The embodiment provides an industrial wastewater treatment system, as shown in fig. 1, the industrial wastewater treatment system comprises a magnetic flocculation reactor 10, an active sand filter 20, a fiber ball filter 30, a primary ozone catalytic oxidation tower 40 and a secondary ozone catalytic oxidation tower 50 which are connected in sequence, wherein the magnetic flocculation reactor 10 comprises a coagulation tank and a flocculation tank which are communicated with each other, a magnetic sludge outlet and a primary flocculation water outlet are arranged on the flocculation tank, the coagulation tank and the flocculation tank are respectively provided with a feed inlet, the active sand filter 20 is provided with a to-be-filtered water inlet and a primary filtered water outlet, and the to-be-filtered water inlet is connected with the primary flocculation water outlet through a pipeline; the fiber ball filter 30 has a first-stage filtered water inlet and a filtered water outlet, the first-stage filtered water inlet and the first-stage filtered water outlet are connected by a pipeline; the first-stage ozone catalytic oxidation tower 40 is provided with a catalytic oxidation water inlet and a first-stage catalytic oxidation water outlet, and the catalytic oxidation water inlet is connected with the first-stage filtered water outlet through a pipeline; the second-stage ozone catalytic oxidation tower 50 is provided with a first-stage catalytic oxidation water inlet and a purified water outlet, and the first-stage catalytic oxidation water inlet is connected with the first-stage catalytic oxidation water outlet through a pipeline; the first-stage ozone catalytic oxidation tower is filled with a first catalyst, and the second-stage ozone catalytic oxidation tower is filled with a second catalyst.

The magnetic flocculation reactor 10 is connected with a magnetic mud shearing machine through a pipeline, the magnetic mud shearing machine is connected with a magnetic seed separator through a pipeline, and the magnetic seed separator is connected with the magnetic flocculation reactor through a pipeline so as to realize the cyclic utilization of magnetic seeds.
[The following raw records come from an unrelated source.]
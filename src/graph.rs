//! Visual-graph input types.
//!
//! The editor exports its canvas as JSON: nodes referencing a (module file,
//! component) pair under an instance name, plus edges between node ports.
//! The compiler only reads these structures; it never mutates editor state.

use serde::{Deserialize, Serialize};

/// The full canvas export: ordered node and edge collections.
#[derive(Debug, Clone, Default, Serialize, Deserialize)]
pub struct Graph {
    /// All placed module instances, in placement order.
    #[serde(default)]
    pub nodes: Vec<Node>,
    /// All drawn connections, in drawing order.
    #[serde(default)]
    pub edges: Vec<Edge>,
}

impl Graph {
    /// Look up a node by its editor id.
    pub fn node(&self, id: &str) -> Option<&Node> {
        self.nodes.iter().find(|n| n.id == id)
    }
}

/// A module instance placed on the canvas.
#[derive(Debug, Clone, Serialize, Deserialize)]
pub struct Node {
    /// Editor-assigned node id, referenced by edges.
    pub id: String,
    /// Filename of the module holding the component definition.
    pub source_file: String,
    /// Name of the component definition inside the module.
    pub component_name: String,
    /// Instance name, unique across the graph; the clone is renamed to this.
    pub name: String,
    /// Named connection points exposed by this instance.
    #[serde(default)]
    pub port_labels: Vec<PortLabel>,
    /// Per-variable classification and optional instance-local values.
    #[serde(default)]
    pub variables: Vec<VariableConfig>,
}

impl Node {
    /// Find this node's port label by name.
    pub fn port_label(&self, label: &str) -> Option<&PortLabel> {
        self.port_labels.iter().find(|p| p.label == label)
    }

    /// Find a variable config by variable name.
    pub fn variable_config(&self, name: &str) -> Option<&VariableConfig> {
        self.variables.iter().find(|v| v.name == name)
    }
}

/// A named connection point on a node.
#[derive(Debug, Clone, Serialize, Deserialize)]
pub struct PortLabel {
    /// Port name; connections match source and target labels by this name.
    pub label: String,
    /// Ordered variable-name option list carried over the port.
    #[serde(default)]
    pub option: Vec<String>,
    /// Directionality tag of the port.
    #[serde(rename = "port_type", default)]
    pub kind: PortKind,
    /// Marks the port as a multi-input aggregation point.
    #[serde(rename = "is_multi_port_sum", default)]
    pub multi_port_sum: bool,
}

/// Directionality tag of a port.
#[derive(Debug, Clone, Copy, Default, PartialEq, Eq, Serialize, Deserialize)]
pub enum PortKind {
    /// Connects to any port.
    #[default]
    #[serde(rename = "general_ports")]
    General,
    /// Inflow side; connects only to exit ports.
    #[serde(rename = "entrance_ports")]
    Entrance,
    /// Outflow side; connects only to entrance ports.
    #[serde(rename = "exit_ports")]
    Exit,
}

impl PortKind {
    /// Whether a connection may be made between ports of these two kinds.
    ///
    /// General pairs with anything; entrance and exit only pair with each
    /// other.
    pub fn compatible_with(self, other: Self) -> bool {
        match (self, other) {
            (Self::General, _) | (_, Self::General) => true,
            (Self::Entrance, Self::Exit) | (Self::Exit, Self::Entrance) => true,
            (Self::Entrance, Self::Entrance) | (Self::Exit, Self::Exit) => false,
        }
    }
}

/// Classification of a variable on a placed instance.
#[derive(Debug, Clone, Copy, Default, PartialEq, Eq, Serialize, Deserialize)]
#[serde(rename_all = "snake_case")]
pub enum VariableKind {
    /// Free variable computed by the model; never bound to a value.
    #[default]
    Variable,
    /// Boundary condition supplied by a connected instance; never bound.
    BoundaryCondition,
    /// Instance-local constant, bound through the instance parameter holder.
    Constant,
    /// Shared constant, bound through the global parameter holder.
    GlobalConstant,
}

/// Per-variable configuration entry attached to a node.
#[derive(Debug, Clone, Serialize, Deserialize)]
pub struct VariableConfig {
    /// Variable name inside the instantiated component.
    pub name: String,
    /// Classification controlling parameter binding.
    #[serde(rename = "type", default)]
    pub kind: VariableKind,
    /// Instance-local value, when [`VariableKind::Constant`].
    #[serde(default)]
    pub value: Option<String>,
    /// Units the value was recorded in, when known.
    #[serde(default)]
    pub units: Option<String>,
}

/// A drawn connection between two node ports.
#[derive(Debug, Clone, Serialize, Deserialize)]
pub struct Edge {
    /// Editor-assigned edge id.
    pub id: String,
    /// Source node id.
    pub source: String,
    /// Target node id.
    pub target: String,
}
In this embodiment, the industrial wastewater is industrial wastewater grade II biochemical water, and the water quality index is as follows: COD is 70mg/L, ammonia nitrogen is 4.5mg/L, and the pH value is 8.2.

The industrial wastewater treatment method comprises the following steps:

(1) adding magnetic seeds, a coagulant and a flocculating agent into the industrial wastewater to perform magnetic flocculation reaction, wherein the magnetic seeds are ferroferric oxide, and the addition amount is 40 mg/L; the coagulant is polyaluminium chloride (PAC), and the addition amount is 30 mg/L; the flocculating agent is Polyacrylamide (PAM), the adding amount is 1mg/L, and the magnetic flocculation reaction is carried out for 5min to obtain a first-level precipitate and first-level flocculation effluent; shearing the primary precipitate into flocculent sludge, and recovering magnetic seeds from the flocculent sludge to continue the magnetic flocculation reaction;

(2) conveying the primary flocculated effluent to an active sand filter for primary filtration, wherein the particle size of active sand in the active sand filter is 0.8-1.2mm, the filtration speed of the primary filtration is 10m/h, the moving speed of a sand bed is 8mm/min, and the air for lifting the active sand is 6kg/cm²The first-stage flocculated effluent is subjected to first-stage filtration to obtain first-stage filtered effluent;

(3) conveying the primary filtered water to a fiber ball filter for secondary filtration, wherein the height of a filter layer in the fiber ball filter is 1500mm, the filtration speed of the secondary filtration is 32m/h, and the primary filtered water is subjected to secondary filtration to obtain filtered water;

(4) carrying out primary ozone catalytic oxidation treatment on the filtered water under the catalysis of a first catalyst for 45min, wherein the first catalyst is spherical alumina loaded with Mn, and the diameter of the spherical alumina is 5mm, so as to obtain primary ozone catalytic oxidation water;

(5) and performing secondary ozone catalytic oxidation treatment on the primary ozone catalytic oxidation water under the catalytic action of a second catalyst for 75min, wherein the second catalyst is spherical alumina loaded with Co, and the diameter of the spherical alumina is 5mm, so as to obtain the purified water.

Example 2

This example is different from example 1 in that, in the first catalyst used in step (4), the spherical alumina-supported active ingredient is Cu.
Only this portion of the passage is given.